Эмигрантские бизнесмены были слишком сложными натурами, чтобы интересоваться только бизнесом. Мы мечтали о Чичикове, нам попадались Ноздревы.

Зараженные нашим энтузиазмом, вокруг газеты под видом бизнесменов вились неудавшиеся художники с новенькими дипломатами. Все они хотели быть не хозяевами, а соавторами. Они уважали наш труд — не настолько, чтобы его оплачивать, но настолько, чтобы делить его с нами. Они всегда говорили от лица народа и лучше нас знали, что нам делать. Их увлекала не прибыль, а собственное творческое горение. Корыстолюбия хватало им лишь на то, чтобы нас обсчитывать.

При виде хозяев я запирался в уборной.
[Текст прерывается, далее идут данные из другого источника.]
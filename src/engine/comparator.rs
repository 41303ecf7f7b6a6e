//! Comparison plan orchestration.
//!
//! Walks a `ComparisonSpec` in declared order over a resolved dataset:
//!
//! - resolve each row's yields/efficiencies (and luminosities where asked)
//! - compute ratios and double ratios
//! - compute pulls against each row's declared reference
//!
//! Output order matches the declared order exactly; analysts read the table
//! top-to-bottom. Any failure aborts the whole run: a single missing or
//! malformed input makes the entire table suspect, so there is no partial
//! report.

use crate::data::ResolvedDataset;
use crate::domain::{
    ComparisonGroup, ComparisonReport, ComparisonSpec, GroupResult, ObservableRef, Quantity,
    RatioResult, ReferenceSpec, RowResult, RowSpec,
};
use crate::engine::{double_ratio, efficiency_corrected_ratio, pull};
use crate::error::EngineError;
use crate::math::{divide, multiply};

/// Compute every group of the declared plan, in order.
pub fn run_comparisons(
    spec: &ComparisonSpec,
    dataset: &ResolvedDataset,
) -> Result<ComparisonReport, EngineError> {
    let mut groups = Vec::with_capacity(spec.groups.len());
    for group in &spec.groups {
        groups.push(run_group(group, dataset)?);
    }
    Ok(ComparisonReport { groups })
}

fn run_group(
    group: &ComparisonGroup,
    dataset: &ResolvedDataset,
) -> Result<GroupResult, EngineError> {
    let mut rows: Vec<RowResult> = Vec::with_capacity(group.rows.len());
    for row in &group.rows {
        let result =
            compute_row(row, &rows, dataset).map_err(|e| e.in_row(row.label()))?;
        rows.push(result);
    }
    Ok(GroupResult {
        title: group.title.clone(),
        rows,
    })
}

fn compute_row(
    row: &RowSpec,
    earlier: &[RowResult],
    dataset: &ResolvedDataset,
) -> Result<RowResult, EngineError> {
    let (ratio, reference) = match row {
        RowSpec::Ratio {
            label,
            numerator,
            denominator,
            lumi_normalized,
            reference,
        } => {
            let (y_num, eff_num) = resolve_side(numerator, *lumi_normalized, dataset)?;
            let (y_den, eff_den) = resolve_side(denominator, *lumi_normalized, dataset)?;
            let ratio =
                efficiency_corrected_ratio(y_num, eff_num, y_den, eff_den, label.clone())?;
            (ratio, reference)
        }
        RowSpec::DoubleRatio {
            label,
            numerator,
            denominator,
            reference,
        } => {
            let num = declared_ratio(earlier, numerator)?;
            let den = declared_ratio(earlier, denominator)?;
            (double_ratio(num, den, label.clone())?, reference)
        }
    };

    let pull_result = match reference {
        Some(spec) => Some(pull(ratio.quantity, resolve_reference(spec, dataset)?)?),
        None => None,
    };

    Ok(RowResult {
        ratio,
        pull: pull_result,
    })
}

/// Resolve one side of a ratio to its (possibly luminosity-normalized)
/// yield and its efficiency.
fn resolve_side(
    side: &ObservableRef,
    lumi_normalized: bool,
    dataset: &ResolvedDataset,
) -> Result<(Quantity, Quantity), EngineError> {
    let mut yield_q = dataset.yield_for(&side.observable, &side.key)?;
    if lumi_normalized {
        yield_q = divide(yield_q, dataset.luminosity_for(&side.key)?)?;
    }
    let eff = dataset.efficiency_for(&side.observable, &side.key)?;
    Ok((yield_q, eff))
}

/// Find a previously computed ratio row by its label.
fn declared_ratio<'a>(
    earlier: &'a [RowResult],
    label: &str,
) -> Result<&'a RatioResult, EngineError> {
    earlier
        .iter()
        .map(|r| &r.ratio)
        .find(|r| r.label == label)
        .ok_or_else(|| EngineError::UndeclaredRow {
            reference: label.to_string(),
        })
}

/// Evaluate a reference declaration to a quantity, with the same quadrature
/// arithmetic as the measured side.
fn resolve_reference(
    spec: &ReferenceSpec,
    dataset: &ResolvedDataset,
) -> Result<Quantity, EngineError> {
    match spec {
        ReferenceSpec::Unity => Ok(Quantity::exact(1.0)),
        ReferenceSpec::Constant(name) => dataset.reference_for(name),
        ReferenceSpec::ConstantRatio {
            numerator,
            denominator,
        } => {
            let num = constant_product(numerator, dataset)?;
            let den = constant_product(denominator, dataset)?;
            divide(num, den)
        }
    }
}

fn constant_product(
    names: &[String],
    dataset: &ResolvedDataset,
) -> Result<Quantity, EngineError> {
    let mut product = Quantity::exact(1.0);
    for name in names {
        product = multiply(product, dataset.reference_for(name)?)?;
    }
    Ok(product)
}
И правильно делал, потому что претензии их, как воля богов, бывали неизъяснимы и неописуемы. Первый хотел, чтобы мы воспевали еврейский героизм, второму нравились картинки, третий требовал, чтобы от наших статей «у комсомольцев стояло».

О деньгах наши бизнесмены говорили свысока. Один, например, подтягивая тренировочные штаны, заметил, что его интересуют лишь суммы с девятью нулями. «Миллиард?» — ахнули мы. Бизнесмен замялся, и не зря, потому что, когда его посадили, в деле фигурировали куда более скромные цифры.
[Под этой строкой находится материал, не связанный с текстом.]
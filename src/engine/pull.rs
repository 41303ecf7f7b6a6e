//! Pull (tension) computation.
//!
//! The pull quantifies how far a measured quantity sits from a reference,
//! in units of their combined standard deviation:
//!
//! ```text
//! σ_c  = sqrt(σ_measured² + σ_reference²)
//! pull = (measured - reference) / σ_c
//! ```
//!
//! The sign convention is measured minus reference. The engine always
//! returns the signed value and performs no rounding; presentation is the
//! report layer's concern.

use crate::domain::{PullResult, Quantity};
use crate::error::EngineError;
use crate::math::values_equal;

/// Compute the signed pull of `measured` against `reference`.
///
/// When both inputs are exact (uncertainty 0), the pull is defined as 0 if
/// their values agree (within the documented `VALUE_EPS`), and undefined
/// otherwise. The equal case is decided before any division; it is a
/// business rule, not an inference from a 0/0 result.
pub fn pull(measured: Quantity, reference: Quantity) -> Result<PullResult, EngineError> {
    let combined = (measured.uncertainty * measured.uncertainty
        + reference.uncertainty * reference.uncertainty)
        .sqrt();

    // Uncertainties are non-negative, so `combined == 0` exactly when both
    // inputs are exact constants.
    if combined == 0.0 {
        if values_equal(measured.value, reference.value) {
            return Ok(PullResult {
                deviation_sigma: 0.0,
                measured,
                reference,
            });
        }
        return Err(EngineError::UndefinedPull {
            measured: measured.value,
            reference: reference.value,
        });
    }

    Ok(PullResult {
        deviation_sigma: (measured.value - reference.value) / combined,
        measured,
        reference,
    })
}

#[cfg(test)]
mod tests {
    use super::*;

    #[test]
    fn control_ratio_pull_from_unity_is_about_0p7_sigma() {
        let measured = Quantity::new(1.0312, 0.0450);
        let p = pull(measured, Quantity::exact(1.0)).unwrap();
        assert!(
            (p.deviation_sigma - 0.693).abs() < 5e-3,
            "pull {:.4} should be near 0.693",
            p.deviation_sigma
        );
    }

    #[test]
    fn pull_is_antisymmetric_under_swapping() {
        let a = Quantity::new(1.0312, 0.0450);
        let b = Quantity::new(0.98, 0.02);
        let forward = pull(a, b).unwrap();
        let backward = pull(b, a).unwrap();
        assert!((forward.deviation_sigma + backward.deviation_sigma).abs() < 1e-12);
    }

    #[test]
    fn exact_and_equal_inputs_pull_zero() {
        let p = pull(Quantity::exact(1.0), Quantity::exact(1.0)).unwrap();
        assert_eq!(p.deviation_sigma, 0.0);
    }

    #[test]
    fn exact_and_unequal_inputs_are_undefined() {
        let err = pull(Quantity::exact(1.0), Quantity::exact(1.1)).unwrap_err();
        assert!(matches!(err, EngineError::UndefinedPull { .. }));
    }

    #[test]
    fn result_carries_both_inputs_for_audit() {
        let measured = Quantity::new(0.9, 0.1);
        let reference = Quantity::new(1.0, 0.05);
        let p = pull(measured, reference).unwrap();
        assert!((p.measured.value - 0.9).abs() < 1e-12);
        assert!((p.reference.uncertainty - 0.05).abs() < 1e-12);
        assert!(p.deviation_sigma < 0.0, "below-reference pull is negative");
    }
}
Другой, стремясь выглядеть поинтеллигентнее, выражался иносказательно. «У меня жопа чистая», — представился он нам. «Хорошо бы депортировать его в Мексику», — мечтал Сергей.

2

У меня бизнес вызывал панический ужас, но Сергея он соблазнял, как гренадер девицу. Может быть, Довлатова привлекал привкус нравственного запрета — ведь «по-нашему, — писал он, — уж лучше красть, чем торговать».

Подгоняемый материальной необходимостью и духовной нуждой, Сергей искал способа трансценденции бизнеса в творческую сферу.

У бизнесмена и правда много общего с художником. Оба они заняты тем, что Бердяев называл творчеством из ничто: не было, не было — и вдруг стало. Дух превращается в материю, мысль становится плотью. Нечто возвышенное в своей неосязаемости обретает вескую тяжесть реальности.

При этом бизнес — прямое, не опосредованное художественным приемом жизнестроительство. Свою действительность он создает без посредства искусства. «Поверяя гармонию алгеброй», бизнес осуществляет мечту всех авторов о бесспорности их произведения. Сальдо придает его творчеству круглую убедительность закрытого для интерпретации математического примера.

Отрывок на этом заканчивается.